I was stuck in the middle of the mess that has been my life since February, 2003. My plan for parenthood felt infuriatingly stagnant some days, even when my husband, my unwavering partner in all of this, assured me that we were making progress towards our goal of parenthood. Yet, somehow I still felt firmly planted in the day-to-day muck of endless early morning doctor appointments and emotional outbursts which seem to happen at the most inopportune of times. There were also the good days when I feel so hopeful and excited about what our life will be like in its next phase. What kind of parents will we be?

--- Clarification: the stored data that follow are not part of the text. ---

#[cfg(test)]
mod tests {
    use super::*;
    use crate::extract::Extraction;
    use crate::locate::PointQuery;
    use graft_bytecode::class::{access, LineRecord, MethodDef, TryCatch};
    use graft_bytecode::insn::{ConstValue, LabelId, MemberRef};
    use graft_bytecode::verify::verify_class;

    fn target_class() -> ClassFile {
        let mut class = ClassFile::new("demo.Vector");

        let mut body = MethodBody::new();
        body.max_stack = 1;
        body.max_locals = 2;
        body.code = vec![
            Insn::Const(ConstValue::I32(1)),
            Insn::Simple(Opcode::Pop),
            Insn::Simple(Opcode::ReturnVoid),
        ];
        let mut update = MethodDef::new(access::PUBLIC, "update", "(I)V");
        update.body = Some(body);
        class.methods.push(update);

        class
    }

    fn donor(code: Vec<Insn>) -> Extraction {
        Extraction {
            code,
            label_count: 0,
            try_catches: Vec::new(),
            local_vars: Vec::new(),
            lines: Vec::new(),
            max_stack: 2,
            max_locals: 2,
            param_count: 0,
            is_static: false,
        }
    }

    fn spec(mode: Mode, query: PointQuery, occurrence: u32, body: Extraction) -> InjectSpec {
        InjectSpec {
            donor_name: "onUpdate".to_string(),
            donor_descriptor: "()V".to_string(),
            target_method: "update".to_string(),
            query,
            mode,
            occurrence,
            signature: None,
            body,
        }
    }

    fn remap() -> RemapTable {
        RemapTable::new("demo.VectorMixin", "demo.Vector")
    }

    fn code_of(bytes: &[u8], name: &str) -> Vec<Insn> {
        let class = ClassFile::decode(bytes).unwrap();
        let method = class
            .methods
            .iter()
            .find(|m| m.name == name)
            .unwrap()
            .clone();
        method.body.unwrap().code
    }

    #[test]
    fn test_empty_donor_is_identity() {
        let bytes = target_class().encode();
        let spec = spec(Mode::Before, PointQuery::Exit, 0, donor(vec![]));
        let remap = remap();
        let out = Splicer::new(&spec, &remap).inject(&bytes).unwrap();
        assert_eq!(out, bytes);
    }

    #[test]
    fn test_absent_method_is_identity() {
        let bytes = target_class().encode();
        let mut spec = spec(
            Mode::Before,
            PointQuery::Exit,
            0,
            donor(vec![Insn::Simple(Opcode::Nop)]),
        );
        spec.target_method = "missing".to_string();
        let remap = remap();
        let out = Splicer::new(&spec, &remap).inject(&bytes).unwrap();
        assert_eq!(out, bytes);
    }

    #[test]
    fn test_absent_point_is_identity() {
        let bytes = target_class().encode();
        // No monitor instruction anywhere in the target.
        let spec = spec(
            Mode::Before,
            PointQuery::MonitorEnter,
            0,
            donor(vec![Insn::Simple(Opcode::Nop)]),
        );
        let remap = remap();
        let out = Splicer::new(&spec, &remap).inject(&bytes).unwrap();
        assert_eq!(out, bytes);
    }

    #[test]
    fn test_before_keeps_located_instruction() {
        let bytes = target_class().encode();
        let spec = spec(
            Mode::Before,
            PointQuery::Exit,
            0,
            donor(vec![Insn::Simple(Opcode::Nop)]),
        );
        let remap = remap();
        let out = Splicer::new(&spec, &remap).inject(&bytes).unwrap();

        let code = code_of(&out, "update");
        // load this + donor nop inserted before the return, which survives.
        assert_eq!(
            code,
            vec![
                Insn::Const(ConstValue::I32(1)),
                Insn::Simple(Opcode::Pop),
                Insn::Var(Opcode::LoadLocal, 0),
                Insn::Simple(Opcode::Nop),
                Insn::Simple(Opcode::ReturnVoid),
            ]
        );
    }

    #[test]
    fn test_after_effects_follow_point() {
        let bytes = target_class().encode();
        let spec = spec(
            Mode::After,
            PointQuery::Const { kind: None },
            0,
            donor(vec![Insn::Simple(Opcode::Nop)]),
        );
        let remap = remap();
        let out = Splicer::new(&spec, &remap).inject(&bytes).unwrap();

        let code = code_of(&out, "update");
        assert_eq!(code[0], Insn::Const(ConstValue::I32(1)));
        assert_eq!(code[1], Insn::Var(Opcode::LoadLocal, 0));
        assert_eq!(code[2], Insn::Simple(Opcode::Nop));
        assert_eq!(code[3], Insn::Simple(Opcode::Pop));
    }

    #[test]
    fn test_replace_removes_exactly_one_instruction() {
        let bytes = target_class().encode();
        let spec = spec(
            Mode::Replace,
            PointQuery::Exit,
            0,
            donor(vec![Insn::Simple(Opcode::ReturnVoid)]),
        );
        let remap = remap();
        let out = Splicer::new(&spec, &remap).inject(&bytes).unwrap();

        let code = code_of(&out, "update");
        // The original return is gone; the donor's return ends the method.
        assert_eq!(
            code,
            vec![
                Insn::Const(ConstValue::I32(1)),
                Insn::Simple(Opcode::Pop),
                Insn::Var(Opcode::LoadLocal, 0),
                Insn::Simple(Opcode::ReturnVoid),
            ]
        );
    }

    #[test]
    fn test_donor_references_are_remapped() {
        let bytes = target_class().encode();
        let spec = spec(
            Mode::Before,
            PointQuery::Exit,
            0,
            donor(vec![
                Insn::Field(
                    Opcode::GetField,
                    MemberRef::new("demo.VectorMixin", "x", "D"),
                ),
                Insn::Simple(Opcode::Pop),
            ]),
        );
        let mut remap = remap();
        remap.add_field("x", "D");
        let out = Splicer::new(&spec, &remap).inject(&bytes).unwrap();

        let code = code_of(&out, "update");
        assert!(code.contains(&Insn::Field(
            Opcode::GetField,
            MemberRef::new("demo.Vector", "x", "D"),
        )));
    }

    #[test]
    fn test_argument_binding_prelude() {
        let bytes = target_class().encode();
        let mut body = donor(vec![Insn::Simple(Opcode::Pop), Insn::Simple(Opcode::Pop)]);
        body.param_count = 1;
        let spec = spec(Mode::Before, PointQuery::Entry, 0, body);
        let remap = remap();
        let out = Splicer::new(&spec, &remap).inject(&bytes).unwrap();

        let code = code_of(&out, "update");
        // Instance slot, then the target's first argument slot.
        assert_eq!(code[0], Insn::Var(Opcode::LoadLocal, 0));
        assert_eq!(code[1], Insn::Var(Opcode::LoadLocal, 1));
    }

    #[test]
    fn test_static_donor_skips_instance_load() {
        let bytes = target_class().encode();
        let mut body = donor(vec![Insn::Simple(Opcode::Nop)]);
        body.is_static = true;
        let spec = spec(Mode::Before, PointQuery::Entry, 0, body);
        let remap = remap();
        let out = Splicer::new(&spec, &remap).inject(&bytes).unwrap();

        let code = code_of(&out, "update");
        assert_eq!(code[0], Insn::Simple(Opcode::Nop));
    }

    #[test]
    fn test_labels_get_fresh_identity() {
        let mut class = target_class();
        // Give the target method a label of its own.
        let body = class.methods[0].body.as_mut().unwrap();
        let own = body.fresh_label();
        body.code.insert(0, Insn::Label(own));
        let bytes = class.encode();

        let mut donor_body = donor(vec![
            Insn::Label(LabelId(0)),
            Insn::Jump(Opcode::Jump, LabelId(1)),
            Insn::Label(LabelId(1)),
        ]);
        donor_body.label_count = 2;
        let spec = spec(Mode::Before, PointQuery::Exit, 0, donor_body);
        let remap = remap();
        let out = Splicer::new(&spec, &remap).inject(&bytes).unwrap();

        let class = ClassFile::decode(&out).unwrap();
        let body = class.methods[0].body.as_ref().unwrap();
        assert_eq!(body.label_count, 3);
        // Donor labels 0 and 1 were rebased past the target's arena.
        assert!(body.code.contains(&Insn::Label(LabelId(1))));
        assert!(body.code.contains(&Insn::Label(LabelId(2))));
        assert!(body.code.contains(&Insn::Jump(Opcode::Jump, LabelId(2))));
        verify_class(&class).unwrap();
    }

    #[test]
    fn test_debug_records_and_ranges_carried() {
        let bytes = target_class().encode();
        let mut donor_body = donor(vec![
            Insn::Label(LabelId(0)),
            Insn::Simple(Opcode::Nop),
            Insn::Label(LabelId(1)),
        ]);
        donor_body.label_count = 2;
        donor_body.try_catches.push(TryCatch {
            start: LabelId(0),
            end: LabelId(1),
            handler: LabelId(1),
            exception: None,
        });
        donor_body.lines.push(LineRecord {
            line: 31,
            start: LabelId(0),
        });
        let spec = spec(Mode::Before, PointQuery::Exit, 0, donor_body);
        let remap = remap();
        let out = Splicer::new(&spec, &remap).inject(&bytes).unwrap();

        let class = ClassFile::decode(&out).unwrap();
        let body = class.methods[0].body.as_ref().unwrap();
        // Ranges re-anchored to the spliced labels (rebased by 0 here, but
        // resolvable within the merged body).
        assert_eq!(body.try_catches.len(), 1);
        assert_eq!(body.lines.len(), 1);
        verify_class(&class).unwrap();
    }

    #[test]
    fn test_frame_margins() {
        let bytes = target_class().encode();
        let mut donor_body = donor(vec![Insn::Simple(Opcode::Nop)]);
        donor_body.max_stack = 5;
        donor_body.max_locals = 1;
        let spec = spec(Mode::Before, PointQuery::Exit, 0, donor_body);
        let remap = remap();
        let out = Splicer::new(&spec, &remap).inject(&bytes).unwrap();

        let class = ClassFile::decode(&out).unwrap();
        let body = class.methods[0].body.as_ref().unwrap();
        assert_eq!(body.max_stack, 5 + STACK_MARGIN);
        assert_eq!(body.max_locals, 2 + LOCAL_MARGIN);
    }

    #[test]
    fn test_all_overloads_receive_injection() {
        let mut class = target_class();
        let mut body = MethodBody::new();
        body.max_locals = 3;
        body.code = vec![Insn::Simple(Opcode::ReturnVoid)];
        let mut overload = MethodDef::new(access::PUBLIC, "update", "(II)V");
        overload.body = Some(body);
        class.methods.push(overload);
        let bytes = class.encode();

        let spec = spec(
            Mode::Before,
            PointQuery::Exit,
            0,
            donor(vec![Insn::Simple(Opcode::Nop)]),
        );
        let remap = remap();
        let out = Splicer::new(&spec, &remap).inject(&bytes).unwrap();

        let class = ClassFile::decode(&out).unwrap();
        for method in &class.methods {
            let code = &method.body.as_ref().unwrap().code;
            assert!(code.contains(&Insn::Simple(Opcode::Nop)), "{}", method.name);
        }
    }

    #[test]
    fn test_explicit_signature_restricts_overloads() {
        let mut class = target_class();
        let mut body = MethodBody::new();
        body.max_locals = 3;
        body.code = vec![Insn::Simple(Opcode::ReturnVoid)];
        let mut overload = MethodDef::new(access::PUBLIC, "update", "(II)V");
        overload.body = Some(body);
        class.methods.push(overload);
        let bytes = class.encode();

        let mut spec = spec(
            Mode::Before,
            PointQuery::Exit,
            0,
            donor(vec![Insn::Simple(Opcode::Nop)]),
        );
        spec.signature = Some("(II)V".to_string());
        let remap = remap();
        let out = Splicer::new(&spec, &remap).inject(&bytes).unwrap();

        let class = ClassFile::decode(&out).unwrap();
        let plain = class.method("update", "(I)V").unwrap();
        let restricted = class.method("update", "(II)V").unwrap();
        assert!(!plain
            .body
            .as_ref()
            .unwrap()
            .code
            .contains(&Insn::Simple(Opcode::Nop)));
        assert!(restricted
            .body
            .as_ref()
            .unwrap()
            .code
            .contains(&Insn::Simple(Opcode::Nop)));
    }

    #[test]
    fn test_two_specs_same_method_apply_independently() {
        let mut class = ClassFile::new("demo.Vector");
        let mut body = MethodBody::new();
        body.max_locals = 1;
        body.code = vec![
            Insn::Method(
                Opcode::CallVirtual,
                MemberRef::new("demo.Vector", "first", "()V"),
            ),
            Insn::Method(
                Opcode::CallVirtual,
                MemberRef::new("demo.Vector", "second", "()V"),
            ),
            Insn::Simple(Opcode::ReturnVoid),
        ];
        let mut update = MethodDef::new(access::PUBLIC, "update", "()V");
        update.body = Some(body);
        class.methods.push(update);
        let bytes = class.encode();

        let spec_a = spec(
            Mode::Before,
            PointQuery::Invoke,
            0,
            donor(vec![Insn::Const(ConstValue::I32(10)), Insn::Simple(Opcode::Pop)]),
        );
        let spec_b = spec(
            Mode::Before,
            PointQuery::Invoke,
            1,
            donor(vec![Insn::Const(ConstValue::I32(20)), Insn::Simple(Opcode::Pop)]),
        );
        let remap = remap();

        // Apply in both orders; both markers land either way.
        for order in [[&spec_a, &spec_b], [&spec_b, &spec_a]] {
            let mut buf = bytes.clone();
            for spec in order {
                buf = Splicer::new(spec, &remap).inject(&buf).unwrap();
            }
            let code = code_of(&buf, "update");
            assert!(code.contains(&Insn::Const(ConstValue::I32(10))));
            assert!(code.contains(&Insn::Const(ConstValue::I32(20))));
            let pos10 = code
                .iter()
                .position(|i| *i == Insn::Const(ConstValue::I32(10)))
                .unwrap();
            let pos20 = code
                .iter()
                .position(|i| *i == Insn::Const(ConstValue::I32(20)))
                .unwrap();
            assert!(pos10 < pos20);
        }
    }
}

A story usually has a beginning, middle, and an end. Do the characters really know that? For them it is always the middle. A sentence without a period has no end, so it must always be in the middle. My story, started without a period. So even my beginning was a middle. Are you confused yet? I certainly was. I spent the better part of 2 ½ years confused. Confused about our reasons for wanting to become parents. Confused about why we continued to pursue treatments when we had no guarantee of success. Confused about how we would love an adopted child. Confused about how we could manage to function in a world where we have lost all sense of control. There were times when I was confused about simply being confused! Sometimes I joked about the moments and situations that have made up my infertility journey and then I realized that these things were happening to me. Sadly, at times I didn’t even recognize myself.
Often I wondered about the person I used to be before I viewed the world through this crazy filter called infertility.
1 comment June 1, 2008
1/2 Way Thoughts
Friday marked the half way point in my 6 1/2 week- long radiation treatment for breast cancer (DCIS).
An important milestone.
Things are going well with the treatment. The skin under my left arm is turning a bit brown/red and there is a small area that looks like rash. This rash is probably my fault. During the initial consultation with a nurse, you are told not to shave your armpits. Yet, 3 days into treatment I went and shaved. It is short-sleeve season after all. I remember thinking in the shower that my skin looked fine, it didn’t feel any different, so what would one more shave hurt?
The other side effect that I was told to expect is tiredness. I laughed then (in the office) and I laugh now, because if I could list the number of things in my life that make me tired these days I would be rich woman. One of the Waiting Room Ladies, I think it was the Lady who Cares for Her 90 Year Old Father, had warned me that the special radiation tiredness was the kind that you feel in your bones.
The scheduling of childcare has gone pretty well for the last few weeks with only 1 minor glitch – my husband getting into a car accident (he is fine) on his way home from work on the day he is scheduled to pick up the girls. For the record, he would have still picked them up, but I figured I could climb out of my sweatpants and off the couch just as easily. I am grateful that we live near family who are willing to help us out and watch our girls while I am at the hospital.
I have noticed the reappearance of peanut M&Ms in my daily diet.
*Not a symptom the nurse told me to expect, but I felt it in my bones and knew it was imminent.